### EXERCISE BRIEF
Beginning at the first line of the data, print each line exactly, stopping after the line that contains "impl Classify for FollowClassifier".

Stored data entries:
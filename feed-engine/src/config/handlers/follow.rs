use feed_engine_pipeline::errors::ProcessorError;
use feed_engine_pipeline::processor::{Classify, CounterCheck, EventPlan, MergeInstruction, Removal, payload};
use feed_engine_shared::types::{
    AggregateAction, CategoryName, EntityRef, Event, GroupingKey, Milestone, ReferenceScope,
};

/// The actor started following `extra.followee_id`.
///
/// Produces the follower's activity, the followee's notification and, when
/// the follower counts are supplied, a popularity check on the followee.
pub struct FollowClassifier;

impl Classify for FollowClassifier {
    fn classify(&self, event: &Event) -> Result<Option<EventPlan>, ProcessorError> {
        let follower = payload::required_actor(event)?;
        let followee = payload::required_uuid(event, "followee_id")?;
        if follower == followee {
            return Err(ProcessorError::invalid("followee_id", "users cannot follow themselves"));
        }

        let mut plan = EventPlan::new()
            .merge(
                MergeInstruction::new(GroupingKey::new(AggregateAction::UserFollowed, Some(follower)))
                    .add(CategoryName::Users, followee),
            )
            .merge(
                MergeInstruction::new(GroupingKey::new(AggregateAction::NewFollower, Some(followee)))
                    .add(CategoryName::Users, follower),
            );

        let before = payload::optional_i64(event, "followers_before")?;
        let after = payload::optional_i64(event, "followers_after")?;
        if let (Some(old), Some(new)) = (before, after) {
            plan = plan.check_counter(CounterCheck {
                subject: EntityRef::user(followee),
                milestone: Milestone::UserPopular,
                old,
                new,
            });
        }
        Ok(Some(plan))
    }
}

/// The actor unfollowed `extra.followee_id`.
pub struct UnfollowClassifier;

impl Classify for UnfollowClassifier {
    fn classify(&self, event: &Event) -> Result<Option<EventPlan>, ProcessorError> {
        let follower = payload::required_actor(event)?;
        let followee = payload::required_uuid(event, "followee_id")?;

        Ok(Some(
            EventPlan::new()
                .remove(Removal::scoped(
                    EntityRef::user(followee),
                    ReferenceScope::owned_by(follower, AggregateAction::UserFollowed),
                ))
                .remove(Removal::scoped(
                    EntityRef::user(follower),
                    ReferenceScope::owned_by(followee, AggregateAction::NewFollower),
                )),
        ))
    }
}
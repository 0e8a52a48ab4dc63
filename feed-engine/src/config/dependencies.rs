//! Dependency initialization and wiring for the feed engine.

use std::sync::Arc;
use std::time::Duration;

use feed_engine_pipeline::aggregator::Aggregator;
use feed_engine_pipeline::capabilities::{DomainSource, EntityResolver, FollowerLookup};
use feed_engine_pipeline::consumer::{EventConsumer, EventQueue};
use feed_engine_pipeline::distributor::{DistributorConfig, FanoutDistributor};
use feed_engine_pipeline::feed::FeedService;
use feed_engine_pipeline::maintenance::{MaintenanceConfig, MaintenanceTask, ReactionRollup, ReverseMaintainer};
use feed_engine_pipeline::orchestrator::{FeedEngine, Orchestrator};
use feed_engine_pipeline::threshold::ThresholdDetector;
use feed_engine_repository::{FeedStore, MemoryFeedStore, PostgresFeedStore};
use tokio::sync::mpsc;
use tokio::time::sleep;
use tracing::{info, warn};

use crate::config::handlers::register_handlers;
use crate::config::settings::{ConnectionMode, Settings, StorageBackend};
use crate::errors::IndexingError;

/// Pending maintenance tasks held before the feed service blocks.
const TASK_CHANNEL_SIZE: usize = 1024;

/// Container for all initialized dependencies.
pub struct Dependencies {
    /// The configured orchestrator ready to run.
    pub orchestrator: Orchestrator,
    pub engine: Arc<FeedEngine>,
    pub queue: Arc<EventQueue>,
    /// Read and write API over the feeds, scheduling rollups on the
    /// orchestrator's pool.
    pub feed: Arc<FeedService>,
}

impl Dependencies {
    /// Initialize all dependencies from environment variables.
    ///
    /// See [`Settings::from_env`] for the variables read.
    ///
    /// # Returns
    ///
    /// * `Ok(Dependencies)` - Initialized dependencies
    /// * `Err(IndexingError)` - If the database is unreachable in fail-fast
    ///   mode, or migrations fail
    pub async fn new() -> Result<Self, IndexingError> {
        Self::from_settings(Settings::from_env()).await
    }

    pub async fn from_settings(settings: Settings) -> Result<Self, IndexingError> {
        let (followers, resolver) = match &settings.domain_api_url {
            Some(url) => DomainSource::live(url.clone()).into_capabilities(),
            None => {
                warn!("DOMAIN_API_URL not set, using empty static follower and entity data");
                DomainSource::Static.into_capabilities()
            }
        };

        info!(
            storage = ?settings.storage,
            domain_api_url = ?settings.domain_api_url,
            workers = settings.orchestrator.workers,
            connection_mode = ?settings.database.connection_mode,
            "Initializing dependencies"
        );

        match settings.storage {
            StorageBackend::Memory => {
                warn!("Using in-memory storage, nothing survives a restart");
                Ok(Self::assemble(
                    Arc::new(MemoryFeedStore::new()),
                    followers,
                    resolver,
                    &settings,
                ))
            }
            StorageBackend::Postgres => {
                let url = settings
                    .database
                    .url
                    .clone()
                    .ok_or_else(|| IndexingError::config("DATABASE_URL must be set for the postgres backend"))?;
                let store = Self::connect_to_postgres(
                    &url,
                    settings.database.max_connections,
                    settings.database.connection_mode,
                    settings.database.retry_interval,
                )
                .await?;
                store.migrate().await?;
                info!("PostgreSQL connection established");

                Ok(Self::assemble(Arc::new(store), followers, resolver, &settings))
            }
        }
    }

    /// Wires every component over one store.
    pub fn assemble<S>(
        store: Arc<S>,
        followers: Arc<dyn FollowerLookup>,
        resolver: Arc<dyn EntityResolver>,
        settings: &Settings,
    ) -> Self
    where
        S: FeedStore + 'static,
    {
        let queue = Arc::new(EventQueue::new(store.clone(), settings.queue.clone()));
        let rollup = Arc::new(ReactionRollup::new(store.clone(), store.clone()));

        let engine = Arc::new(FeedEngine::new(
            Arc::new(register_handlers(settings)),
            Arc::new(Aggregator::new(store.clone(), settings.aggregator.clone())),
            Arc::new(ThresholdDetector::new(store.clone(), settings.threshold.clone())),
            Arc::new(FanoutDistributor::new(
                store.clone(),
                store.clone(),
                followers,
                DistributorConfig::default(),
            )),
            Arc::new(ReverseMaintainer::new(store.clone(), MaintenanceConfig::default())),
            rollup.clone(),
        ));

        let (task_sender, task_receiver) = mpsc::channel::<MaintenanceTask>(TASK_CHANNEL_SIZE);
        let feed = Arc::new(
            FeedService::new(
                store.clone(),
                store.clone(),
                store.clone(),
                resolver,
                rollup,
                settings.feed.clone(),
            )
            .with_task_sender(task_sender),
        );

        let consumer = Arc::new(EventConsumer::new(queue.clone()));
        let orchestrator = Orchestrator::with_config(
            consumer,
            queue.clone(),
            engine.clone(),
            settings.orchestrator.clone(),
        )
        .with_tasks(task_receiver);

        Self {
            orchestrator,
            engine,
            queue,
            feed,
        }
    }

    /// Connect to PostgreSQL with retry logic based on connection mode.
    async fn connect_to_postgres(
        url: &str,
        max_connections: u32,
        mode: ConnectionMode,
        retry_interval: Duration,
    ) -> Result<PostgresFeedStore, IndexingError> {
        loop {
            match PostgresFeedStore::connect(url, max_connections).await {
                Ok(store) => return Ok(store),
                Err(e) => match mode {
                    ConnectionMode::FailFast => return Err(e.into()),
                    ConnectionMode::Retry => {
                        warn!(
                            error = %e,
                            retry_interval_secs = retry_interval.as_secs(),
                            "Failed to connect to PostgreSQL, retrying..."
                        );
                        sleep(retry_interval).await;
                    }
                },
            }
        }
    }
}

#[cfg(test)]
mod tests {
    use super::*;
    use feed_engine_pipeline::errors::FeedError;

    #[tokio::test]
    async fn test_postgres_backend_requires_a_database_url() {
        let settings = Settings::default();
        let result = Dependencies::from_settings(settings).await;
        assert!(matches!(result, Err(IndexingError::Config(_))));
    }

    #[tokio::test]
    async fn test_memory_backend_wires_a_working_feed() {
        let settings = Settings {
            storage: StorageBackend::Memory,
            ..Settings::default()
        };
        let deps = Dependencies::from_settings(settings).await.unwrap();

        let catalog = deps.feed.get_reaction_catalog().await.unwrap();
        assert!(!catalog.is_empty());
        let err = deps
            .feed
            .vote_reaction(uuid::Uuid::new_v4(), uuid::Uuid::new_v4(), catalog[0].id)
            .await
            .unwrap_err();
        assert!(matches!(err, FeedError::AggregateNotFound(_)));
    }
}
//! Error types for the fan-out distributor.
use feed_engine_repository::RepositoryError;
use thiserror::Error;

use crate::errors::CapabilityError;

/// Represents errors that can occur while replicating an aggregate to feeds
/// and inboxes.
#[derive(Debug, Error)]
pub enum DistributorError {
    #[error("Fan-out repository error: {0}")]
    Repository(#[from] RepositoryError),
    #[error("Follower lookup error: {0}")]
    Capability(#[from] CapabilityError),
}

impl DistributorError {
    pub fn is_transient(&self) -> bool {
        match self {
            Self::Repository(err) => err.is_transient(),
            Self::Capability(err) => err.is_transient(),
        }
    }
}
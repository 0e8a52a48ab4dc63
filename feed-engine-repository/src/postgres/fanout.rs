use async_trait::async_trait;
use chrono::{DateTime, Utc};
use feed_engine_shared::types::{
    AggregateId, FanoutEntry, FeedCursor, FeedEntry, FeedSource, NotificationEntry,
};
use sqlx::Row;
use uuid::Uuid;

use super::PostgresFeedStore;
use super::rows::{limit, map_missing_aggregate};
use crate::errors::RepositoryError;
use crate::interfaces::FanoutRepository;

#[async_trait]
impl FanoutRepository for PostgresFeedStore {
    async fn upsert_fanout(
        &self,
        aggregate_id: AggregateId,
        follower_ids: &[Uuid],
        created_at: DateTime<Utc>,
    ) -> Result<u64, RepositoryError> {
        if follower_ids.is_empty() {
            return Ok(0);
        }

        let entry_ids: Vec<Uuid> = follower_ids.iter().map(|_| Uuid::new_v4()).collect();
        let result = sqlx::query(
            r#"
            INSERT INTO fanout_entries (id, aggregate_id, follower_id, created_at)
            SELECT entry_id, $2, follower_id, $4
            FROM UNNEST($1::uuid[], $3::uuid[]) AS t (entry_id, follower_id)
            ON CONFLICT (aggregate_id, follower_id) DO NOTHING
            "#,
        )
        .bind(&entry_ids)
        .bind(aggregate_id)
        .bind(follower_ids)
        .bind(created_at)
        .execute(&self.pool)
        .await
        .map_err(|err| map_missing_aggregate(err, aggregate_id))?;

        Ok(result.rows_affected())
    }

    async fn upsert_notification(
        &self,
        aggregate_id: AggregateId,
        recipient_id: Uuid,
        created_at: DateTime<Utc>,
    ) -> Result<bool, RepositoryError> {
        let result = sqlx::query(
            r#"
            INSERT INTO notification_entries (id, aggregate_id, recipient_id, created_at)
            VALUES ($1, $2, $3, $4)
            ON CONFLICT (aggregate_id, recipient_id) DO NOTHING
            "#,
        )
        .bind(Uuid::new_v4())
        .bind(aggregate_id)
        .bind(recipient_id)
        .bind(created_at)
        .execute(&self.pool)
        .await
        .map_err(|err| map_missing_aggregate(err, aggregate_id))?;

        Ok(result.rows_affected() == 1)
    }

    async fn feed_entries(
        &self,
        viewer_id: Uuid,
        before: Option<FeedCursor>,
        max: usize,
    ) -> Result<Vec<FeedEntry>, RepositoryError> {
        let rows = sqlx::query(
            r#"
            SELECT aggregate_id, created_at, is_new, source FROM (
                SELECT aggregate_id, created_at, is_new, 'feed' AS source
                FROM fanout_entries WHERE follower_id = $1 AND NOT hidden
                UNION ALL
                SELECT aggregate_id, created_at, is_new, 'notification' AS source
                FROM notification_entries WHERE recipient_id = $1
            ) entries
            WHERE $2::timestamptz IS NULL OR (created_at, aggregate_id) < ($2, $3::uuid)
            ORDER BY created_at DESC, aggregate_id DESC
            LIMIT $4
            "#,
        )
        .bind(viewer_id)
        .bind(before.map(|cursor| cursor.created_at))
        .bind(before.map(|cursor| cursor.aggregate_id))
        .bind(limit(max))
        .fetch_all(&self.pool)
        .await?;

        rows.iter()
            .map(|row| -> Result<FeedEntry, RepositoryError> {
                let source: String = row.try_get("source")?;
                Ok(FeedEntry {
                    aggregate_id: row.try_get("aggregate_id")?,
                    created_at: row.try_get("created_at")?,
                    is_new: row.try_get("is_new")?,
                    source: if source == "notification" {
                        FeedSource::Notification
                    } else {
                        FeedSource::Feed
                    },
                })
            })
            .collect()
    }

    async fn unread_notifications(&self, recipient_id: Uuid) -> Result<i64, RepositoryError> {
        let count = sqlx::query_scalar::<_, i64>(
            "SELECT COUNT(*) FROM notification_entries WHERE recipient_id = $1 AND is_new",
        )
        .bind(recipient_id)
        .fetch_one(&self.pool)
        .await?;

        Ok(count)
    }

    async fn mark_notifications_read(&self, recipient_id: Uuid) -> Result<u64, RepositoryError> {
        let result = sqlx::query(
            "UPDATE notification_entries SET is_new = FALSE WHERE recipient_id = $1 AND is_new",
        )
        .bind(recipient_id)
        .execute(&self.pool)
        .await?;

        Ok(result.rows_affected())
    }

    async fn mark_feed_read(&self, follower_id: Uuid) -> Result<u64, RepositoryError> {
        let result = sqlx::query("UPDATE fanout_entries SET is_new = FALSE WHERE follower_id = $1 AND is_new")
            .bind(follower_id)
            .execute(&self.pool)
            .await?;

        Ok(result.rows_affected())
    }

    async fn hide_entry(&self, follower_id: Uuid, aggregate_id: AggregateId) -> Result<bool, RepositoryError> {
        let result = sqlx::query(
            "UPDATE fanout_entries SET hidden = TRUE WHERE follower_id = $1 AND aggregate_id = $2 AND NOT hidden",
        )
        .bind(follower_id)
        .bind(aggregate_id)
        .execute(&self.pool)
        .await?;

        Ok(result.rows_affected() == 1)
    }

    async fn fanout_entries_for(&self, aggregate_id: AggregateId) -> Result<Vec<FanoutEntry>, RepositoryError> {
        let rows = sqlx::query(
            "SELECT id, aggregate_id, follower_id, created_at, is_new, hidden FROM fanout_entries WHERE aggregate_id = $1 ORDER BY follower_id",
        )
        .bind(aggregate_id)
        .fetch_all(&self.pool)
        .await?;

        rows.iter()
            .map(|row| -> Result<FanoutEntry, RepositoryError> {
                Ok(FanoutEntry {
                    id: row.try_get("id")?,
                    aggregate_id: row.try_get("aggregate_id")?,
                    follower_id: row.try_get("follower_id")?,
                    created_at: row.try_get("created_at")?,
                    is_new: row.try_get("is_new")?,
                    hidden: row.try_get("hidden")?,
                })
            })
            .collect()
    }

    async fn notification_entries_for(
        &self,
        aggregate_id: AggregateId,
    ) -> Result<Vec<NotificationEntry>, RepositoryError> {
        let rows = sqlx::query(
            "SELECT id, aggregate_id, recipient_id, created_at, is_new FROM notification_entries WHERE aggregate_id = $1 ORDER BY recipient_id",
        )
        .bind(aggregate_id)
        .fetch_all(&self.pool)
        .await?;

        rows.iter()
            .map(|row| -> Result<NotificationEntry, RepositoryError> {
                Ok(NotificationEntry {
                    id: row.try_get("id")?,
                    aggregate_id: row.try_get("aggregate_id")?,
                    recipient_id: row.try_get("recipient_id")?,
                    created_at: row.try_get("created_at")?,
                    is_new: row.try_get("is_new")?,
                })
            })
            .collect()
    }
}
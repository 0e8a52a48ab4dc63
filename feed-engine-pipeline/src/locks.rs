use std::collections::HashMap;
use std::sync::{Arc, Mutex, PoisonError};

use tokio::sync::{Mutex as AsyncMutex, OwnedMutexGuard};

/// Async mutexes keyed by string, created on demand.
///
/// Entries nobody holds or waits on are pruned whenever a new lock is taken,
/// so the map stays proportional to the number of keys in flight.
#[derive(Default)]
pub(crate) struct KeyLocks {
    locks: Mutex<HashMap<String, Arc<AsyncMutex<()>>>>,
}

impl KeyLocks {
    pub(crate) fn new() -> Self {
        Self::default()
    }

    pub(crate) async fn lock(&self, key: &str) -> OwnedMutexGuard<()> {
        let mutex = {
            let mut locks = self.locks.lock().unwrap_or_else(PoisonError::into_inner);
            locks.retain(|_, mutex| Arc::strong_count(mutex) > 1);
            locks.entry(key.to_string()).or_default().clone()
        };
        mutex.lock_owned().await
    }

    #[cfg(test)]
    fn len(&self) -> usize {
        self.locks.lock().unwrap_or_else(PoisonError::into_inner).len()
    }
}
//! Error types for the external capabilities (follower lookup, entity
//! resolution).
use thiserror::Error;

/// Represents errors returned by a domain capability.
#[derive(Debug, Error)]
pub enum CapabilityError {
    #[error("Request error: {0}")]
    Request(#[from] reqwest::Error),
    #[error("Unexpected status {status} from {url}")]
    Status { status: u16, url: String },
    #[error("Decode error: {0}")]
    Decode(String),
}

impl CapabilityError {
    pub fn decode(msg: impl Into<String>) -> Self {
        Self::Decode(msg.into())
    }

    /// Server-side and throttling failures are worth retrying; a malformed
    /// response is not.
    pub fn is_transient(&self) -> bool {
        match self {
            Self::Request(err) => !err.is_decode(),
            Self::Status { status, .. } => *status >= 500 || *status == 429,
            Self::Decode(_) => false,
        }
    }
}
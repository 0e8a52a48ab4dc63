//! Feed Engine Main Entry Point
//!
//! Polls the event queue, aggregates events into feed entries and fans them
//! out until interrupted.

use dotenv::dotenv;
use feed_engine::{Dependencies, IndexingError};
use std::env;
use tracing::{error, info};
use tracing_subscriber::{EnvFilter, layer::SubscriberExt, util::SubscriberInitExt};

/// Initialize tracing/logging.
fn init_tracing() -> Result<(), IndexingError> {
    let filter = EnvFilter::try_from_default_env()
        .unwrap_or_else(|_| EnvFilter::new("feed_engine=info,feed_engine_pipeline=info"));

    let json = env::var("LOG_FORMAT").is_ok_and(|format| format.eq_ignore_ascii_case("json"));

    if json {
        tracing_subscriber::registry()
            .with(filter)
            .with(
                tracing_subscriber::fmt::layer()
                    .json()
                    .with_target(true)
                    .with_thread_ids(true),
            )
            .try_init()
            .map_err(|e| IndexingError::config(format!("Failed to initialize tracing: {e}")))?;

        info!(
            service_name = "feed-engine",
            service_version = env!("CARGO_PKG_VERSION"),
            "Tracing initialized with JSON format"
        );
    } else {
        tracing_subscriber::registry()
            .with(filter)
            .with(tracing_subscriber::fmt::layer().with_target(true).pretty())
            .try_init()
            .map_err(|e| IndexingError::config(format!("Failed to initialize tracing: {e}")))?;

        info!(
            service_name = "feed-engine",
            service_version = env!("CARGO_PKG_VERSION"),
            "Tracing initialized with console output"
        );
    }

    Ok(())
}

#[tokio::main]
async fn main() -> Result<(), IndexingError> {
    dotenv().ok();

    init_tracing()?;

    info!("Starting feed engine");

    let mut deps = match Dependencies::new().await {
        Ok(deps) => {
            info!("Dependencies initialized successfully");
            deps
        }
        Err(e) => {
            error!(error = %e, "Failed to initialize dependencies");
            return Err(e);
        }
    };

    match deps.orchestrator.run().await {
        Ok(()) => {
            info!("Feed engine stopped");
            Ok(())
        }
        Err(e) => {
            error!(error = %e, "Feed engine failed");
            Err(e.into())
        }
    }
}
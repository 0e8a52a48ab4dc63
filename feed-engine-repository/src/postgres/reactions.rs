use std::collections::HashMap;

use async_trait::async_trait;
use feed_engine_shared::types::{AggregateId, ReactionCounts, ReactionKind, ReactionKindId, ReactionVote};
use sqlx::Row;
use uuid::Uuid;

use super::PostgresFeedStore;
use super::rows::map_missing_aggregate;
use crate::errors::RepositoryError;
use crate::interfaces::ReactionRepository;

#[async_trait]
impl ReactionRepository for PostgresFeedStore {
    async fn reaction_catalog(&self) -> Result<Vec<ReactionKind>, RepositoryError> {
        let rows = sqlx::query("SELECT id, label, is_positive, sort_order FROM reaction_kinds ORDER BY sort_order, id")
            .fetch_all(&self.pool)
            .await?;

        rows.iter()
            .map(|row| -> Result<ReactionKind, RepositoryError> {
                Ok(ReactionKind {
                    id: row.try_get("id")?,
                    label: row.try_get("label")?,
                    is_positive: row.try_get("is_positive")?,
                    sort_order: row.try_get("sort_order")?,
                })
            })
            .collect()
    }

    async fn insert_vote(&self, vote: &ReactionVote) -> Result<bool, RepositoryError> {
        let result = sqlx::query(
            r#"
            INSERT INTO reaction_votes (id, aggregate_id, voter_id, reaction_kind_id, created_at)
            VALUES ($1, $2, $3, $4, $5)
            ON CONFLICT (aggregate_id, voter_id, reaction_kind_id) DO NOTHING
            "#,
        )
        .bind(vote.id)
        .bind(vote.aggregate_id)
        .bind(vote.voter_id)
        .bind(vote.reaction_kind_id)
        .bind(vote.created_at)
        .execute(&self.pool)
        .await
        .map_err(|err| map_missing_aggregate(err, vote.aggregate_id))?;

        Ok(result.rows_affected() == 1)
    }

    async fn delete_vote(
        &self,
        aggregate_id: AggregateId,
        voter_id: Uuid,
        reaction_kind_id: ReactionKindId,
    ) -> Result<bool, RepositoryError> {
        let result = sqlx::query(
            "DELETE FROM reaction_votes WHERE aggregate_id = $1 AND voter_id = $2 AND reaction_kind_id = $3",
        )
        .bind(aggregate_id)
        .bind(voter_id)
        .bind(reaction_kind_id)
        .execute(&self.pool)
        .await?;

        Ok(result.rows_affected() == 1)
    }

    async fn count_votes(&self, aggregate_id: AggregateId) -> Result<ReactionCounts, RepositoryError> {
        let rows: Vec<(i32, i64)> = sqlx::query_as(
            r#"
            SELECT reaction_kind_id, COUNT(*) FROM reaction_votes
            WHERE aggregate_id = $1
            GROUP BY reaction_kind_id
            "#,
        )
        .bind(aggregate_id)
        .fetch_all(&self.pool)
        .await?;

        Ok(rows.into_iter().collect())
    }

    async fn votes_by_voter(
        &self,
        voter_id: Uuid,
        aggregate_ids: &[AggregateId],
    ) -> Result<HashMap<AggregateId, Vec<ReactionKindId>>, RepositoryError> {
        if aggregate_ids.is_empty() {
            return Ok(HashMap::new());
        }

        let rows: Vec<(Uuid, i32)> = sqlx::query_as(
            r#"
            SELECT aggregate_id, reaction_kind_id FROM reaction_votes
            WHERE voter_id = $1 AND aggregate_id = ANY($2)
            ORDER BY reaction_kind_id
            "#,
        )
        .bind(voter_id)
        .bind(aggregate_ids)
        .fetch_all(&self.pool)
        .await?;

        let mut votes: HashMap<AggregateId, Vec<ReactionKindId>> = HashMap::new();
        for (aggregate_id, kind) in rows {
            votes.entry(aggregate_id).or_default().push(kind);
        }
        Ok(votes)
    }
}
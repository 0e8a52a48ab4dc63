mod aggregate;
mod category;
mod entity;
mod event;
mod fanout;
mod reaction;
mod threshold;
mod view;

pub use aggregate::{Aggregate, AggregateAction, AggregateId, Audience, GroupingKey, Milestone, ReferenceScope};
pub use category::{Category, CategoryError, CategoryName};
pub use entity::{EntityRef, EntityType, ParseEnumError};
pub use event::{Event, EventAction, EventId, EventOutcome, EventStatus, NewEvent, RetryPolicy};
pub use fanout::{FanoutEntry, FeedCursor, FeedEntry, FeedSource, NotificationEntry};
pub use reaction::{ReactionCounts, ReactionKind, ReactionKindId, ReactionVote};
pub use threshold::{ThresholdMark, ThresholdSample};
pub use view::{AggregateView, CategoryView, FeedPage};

### WRITTEN REPLY
filename feed-engine/src/config/handlers/follow.rs
use feed_engine_pipeline::errors::ProcessorError;
use feed_engine_pipeline::processor::{Classify, CounterCheck, EventPlan, MergeInstruction, Removal, payload};
use feed_engine_shared::types::{
    AggregateAction, CategoryName, EntityRef, Event, GroupingKey, Milestone, ReferenceScope,
};

/// The actor started following `extra.followee_id`.
///
/// Produces the follower's activity, the followee's notification and, when
/// the follower counts are supplied, a popularity check on the followee.
pub struct FollowClassifier;

impl Classify for FollowClassifier {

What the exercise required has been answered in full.